The group graded on quantity and focused on getting out as many pots as possible got better grades, but here is the crucial part they also made subjectively higher quality pots and did so quickly. We might ask Why? Because they practiced and because they failed. They ultimately improved their technique by iterating and got to become fantastic pottery makers through trial and error. The other group that was focused on quality didn't get to practice nearly as much. That group became hung up on perfection and focused on not messing up rather than taking risks and keeping it moving.
From her blog post on writing more, Ava tells us:
"The only thing I know about how to be more prolific? Write about the thing that means the most to you, then write about the thing that means more."

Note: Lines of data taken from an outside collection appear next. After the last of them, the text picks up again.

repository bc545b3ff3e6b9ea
//! Built documentation storage

use std::path::{Path, PathBuf};

/// Where built artifacts live and whether one exists
pub trait ArtifactStore: Send + Sync {
    /// Whether a complete artifact exists for `project` at `version`
    fn exists(&self, project: &str, version: &str) -> bool;

    /// Location of the artifact for `project` at `version`, built or not
    fn path_for(&self, project: &str, version: &str) -> PathBuf;
}

/// Artifacts stored as `<root>/<project>/<version>/`
///
/// Builds publish by renaming a finished directory into place, so an
/// existing directory is always a complete artifact.
#[derive(Debug, Clone)]
pub struct FsArtifactStore {
    root: PathBuf,
}

impl FsArtifactStore {
    pub fn new(root: impl Into<PathBuf>) -> Self {
        Self { root: root.into() }
    }

    pub fn root(&self) -> &Path {
        &self.root
    }
}

impl ArtifactStore for FsArtifactStore {
    fn exists(&self, project: &str, version: &str) -> bool {
        self.path_for(project, version).is_dir()
    }

    fn path_for(&self, project: &str, version: &str) -> PathBuf {
        self.root.join(project).join(version)
    }
}

/// Whether `name` is usable as a single path segment.
///
/// Allows ASCII alphanumerics, `-`, `_`, `.` and `+`; rejects empty names and
/// `.`/`..`.
pub fn is_safe_segment(name: &str) -> bool {
    !name.is_empty()
        && name != "."
        && name != ".."
        && name
            .chars()
            .all(|c| c.is_ascii_alphanumeric() || matches!(c, '-' | '_' | '.' | '+'))
}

But I think this very same idea of being prolific applies to more than just writing; it applies to anything we might create.
Ava also elaborates further on why this seems to work so well.

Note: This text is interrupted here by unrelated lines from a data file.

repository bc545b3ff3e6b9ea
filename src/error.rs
//! Error types for docsrv
//!
//! All modules use `DocResult<T>` as their return type.

use std::path::PathBuf;
use thiserror::Error;

/// Result type alias for docsrv operations
pub type DocResult<T> = Result<T, DocError>;

/// All errors that can occur in docsrv
#[derive(Error, Debug)]
pub enum DocError {
    // Release source errors
    #[error("Release source unavailable for {project}: {reason}")]
    SourceUnavailable { project: String, reason: String },

    #[error("Release {tag} not found for {project}")]
    ReleaseNotFound { project: String, tag: String },

    #[error("No well-formed releases for {0}")]
    NoReleases(String),

    // Resolution errors
    #[error("Unknown project: {0}")]
    UnknownProject(String),

    #[error("Unknown version {version} for {project}")]
    UnknownVersion { project: String, version: String },

    // Build errors
    #[error("Build of {project} {version} already in progress")]
    BuildInProgress { project: String, version: String },

    #[error("Build of {project} {version} failed: {detail}")]
    BuildFailed {
        project: String,
        version: String,
        detail: String,
    },

    #[error("Download failed: {url}: {reason}")]
    Download { url: String, reason: String },

    #[error("Failed to extract archive {source_location}: {reason}")]
    ArchiveExtract {
        source_location: String,
        reason: String,
    },

    // Configuration errors
    #[error("Invalid configuration at {path}: {reason}")]
    ConfigInvalid { path: PathBuf, reason: String },

    #[error("Failed to create config directory {path}: {source}")]
    ConfigDirCreate {
        path: PathBuf,
        #[source]
        source: std::io::Error,
    },

    // IO errors
    #[error("IO error: {context}")]
    Io {
        context: String,
        #[source]
        source: std::io::Error,
    },

    // Process errors
    #[error("Command failed: {command}")]
    CommandFailed {
        command: String,
        #[source]
        source: std::io::Error,
    },

    #[error("Command execution error: {command}, output: {output}")]
    CommandExecution { command: String, output: String },

    // Serialization errors
    #[error("JSON error: {0}")]
    Json(#[from] serde_json::Error),

    #[error("TOML parse error: {0}")]
    TomlParse(#[from] toml::de::Error),

    #[error("TOML serialize error: {0}")]
    TomlSerialize(#[from] toml::ser::Error),

    // General errors
    #[error("Internal error: {0}")]
    Internal(String),

    #[error("{0}")]
    User(String),
}

impl DocError {
    /// Create an IO error with context
    pub fn io(context: impl Into<String>, source: std::io::Error) -> Self {
        Self::Io {
            context: context.into(),
            source,
        }
    }

    /// Create a command failed error
    pub fn command_failed(command: impl Into<String>, source: std::io::Error) -> Self {
        Self::CommandFailed {
            command: command.into(),
            source,
        }
    }

    /// Create a command execution error
    pub fn command_exec(command: impl Into<String>, output: impl Into<String>) -> Self {
        Self::CommandExecution {
            command: command.into(),
            output: output.into(),
        }
    }

    /// Create a source unavailable error
    pub fn source_unavailable(project: impl Into<String>, reason: impl Into<String>) -> Self {
        Self::SourceUnavailable {
            project: project.into(),
            reason: reason.into(),
        }
    }

    /// Check if error is transient and the request may be retried later
    pub fn is_retryable(&self) -> bool {
        matches!(
            self,
            Self::BuildInProgress { .. } | Self::SourceUnavailable { .. }
        )
    }

    /// Check if error means the requested documentation does not exist
    pub fn is_not_found(&self) -> bool {
        matches!(
            self,
            Self::UnknownProject(_)
                | Self::UnknownVersion { .. }
                | Self::NoReleases(_)
                | Self::ReleaseNotFound { .. }
        )
    }

    /// HTTP status code an HTTP front end should answer with
    pub fn status_code(&self) -> u16 {
        if self.is_not_found() {
            404
        } else if self.is_retryable() {
            503
        } else {
            500
        }
    }

    /// Client-facing message, without internal build or IO detail
    pub fn public_message(&self) -> String {
        match self {
            Self::UnknownProject(_) | Self::NoReleases(_) => "project not found".to_string(),
            Self::UnknownVersion { .. } | Self::ReleaseNotFound { .. } => {
                "version not found".to_string()
            }
            Self::BuildInProgress { .. } => {
                "documentation is being built, try again shortly".to_string()
            }
            Self::SourceUnavailable { .. } => "release source unavailable".to_string(),
            _ => "internal error".to_string(),
        }
    }

    /// Get actionable hint for the error
    pub fn hint(&self) -> Option<&'static str> {
        match self {
            Self::BuildInProgress { .. } => Some("Retry once the running build finishes"),
            Self::SourceUnavailable { .. } => {
                Some("Check network access and source.api_url in the config")
            }
            Self::UnknownProject(_) => Some("Check source.owner and the project name"),
            Self::UnknownVersion { .. } => Some("Run: docsrv releases <project>"),
            _ => None,
        }
    }
}

#[cfg(test)]
mod tests {
    use super::*;

    #[test]
    fn error_display() {
        let err = DocError::UnknownVersion {
            project: "p".to_string(),
            version: "9.9.9".to_string(),
        };
        assert_eq!(err.to_string(), "Unknown version 9.9.9 for p");
    }

    #[test]
    fn error_hint() {
        let err = DocError::UnknownProject("p".to_string());
        assert_eq!(err.hint(), Some("Check source.owner and the project name"));
        assert_eq!(DocError::Internal("x".to_string()).hint(), None);
    }

    #[test]
    fn error_retryable() {
        let in_progress = DocError::BuildInProgress {
            project: "p".to_string(),
            version: "1.0.0".to_string(),
        };
        assert!(in_progress.is_retryable());
        assert!(!DocError::UnknownProject("p".to_string()).is_retryable());
    }

    #[test]
    fn status_codes() {
        assert_eq!(DocError::UnknownProject("p".to_string()).status_code(), 404);
        assert_eq!(DocError::NoReleases("p".to_string()).status_code(), 404);
        assert_eq!(
            DocError::BuildInProgress {
                project: "p".to_string(),
                version: "1.0.0".to_string(),
            }
            .status_code(),
            503
        );
        assert_eq!(
            DocError::BuildFailed {
                project: "p".to_string(),
                version: "1.0.0".to_string(),
                detail: "make exited 2".to_string(),
            }
            .status_code(),
            500
        );
    }

    #[test]
    fn public_message_hides_detail() {
        let err = DocError::BuildFailed {
            project: "p".to_string(),
            version: "1.0.0".to_string(),
            detail: "/var/lib/docsrv/work/abc: permission denied".to_string(),
        };
        assert_eq!(err.public_message(), "internal error");
    }
}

"I'm sure, that The Little Prince line about how what is essential is invisible to the eye. To me that means that I could tell you one thing that contains everything, and I could tell you everything and it could still mean nothing. You can spend so much time not getting it right, but you only need to get it right once."

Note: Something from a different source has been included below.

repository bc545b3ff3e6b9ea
//! Command-line interface

pub mod args;
pub mod commands;

pub use args::{Cli, Commands};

That sums it up perfectly in that you only need to get it right once is the exact reason this works so well. You could write 1,000 blog posts, but it only takes one to open new doors, meet new people you didn't expect, and open new opportunities. I have a friend, who's a serial entrepreneur, he's started over four business so far, and he used to tell me—it doesn't matter, Louie, I may have mediocre exits nine times in my life, but I only need to knock one out of the park to change the whole trajectory of my life.
You may try to build some software people want to use 10 or 100 times, but it only takes one to succeed for you to become a millionaire and change people's lives. But please don't forget the main takeaway: you had to build 100 things first to get that one success.
What is the connection between Pareto, Bill Gates, Nipsey Hussle, Nicholas Taleb, J.K.Rowling, Ava and pea pods? They are all incredibly prolific. Being prolific comes down to a single thing, how much shit are you making and putting out into the world. The more, the better, even if it sucks at first.
As we have seen by being prolific we have a far higher chance of something becoming successful. More reps are more practice that will compound together to make the later stuff we create the highest quality in existence.
Now I recognize that I may be telling you something you already know, but you should also recognize that knowing and doing are two very different things. And only one of them counts. I'll let the pea pods tell you which one counts. Also keep in mind that I am telling you this as much as I am telling myself too, so don't feel bad if you are just getting started, at least now we know what we've got to do.
Nature doesn't lie; it's clearly showing us that its most successful offspring are successful because they can create a lot. One way to become successful in this world is to copy nature. Creating a lot for humans is a simple thing; you work on creating something one day, then the next, then again, and again, and you never stop, and eventually you wake up to what they call compounding, and everything's changed about you, your life, and the world.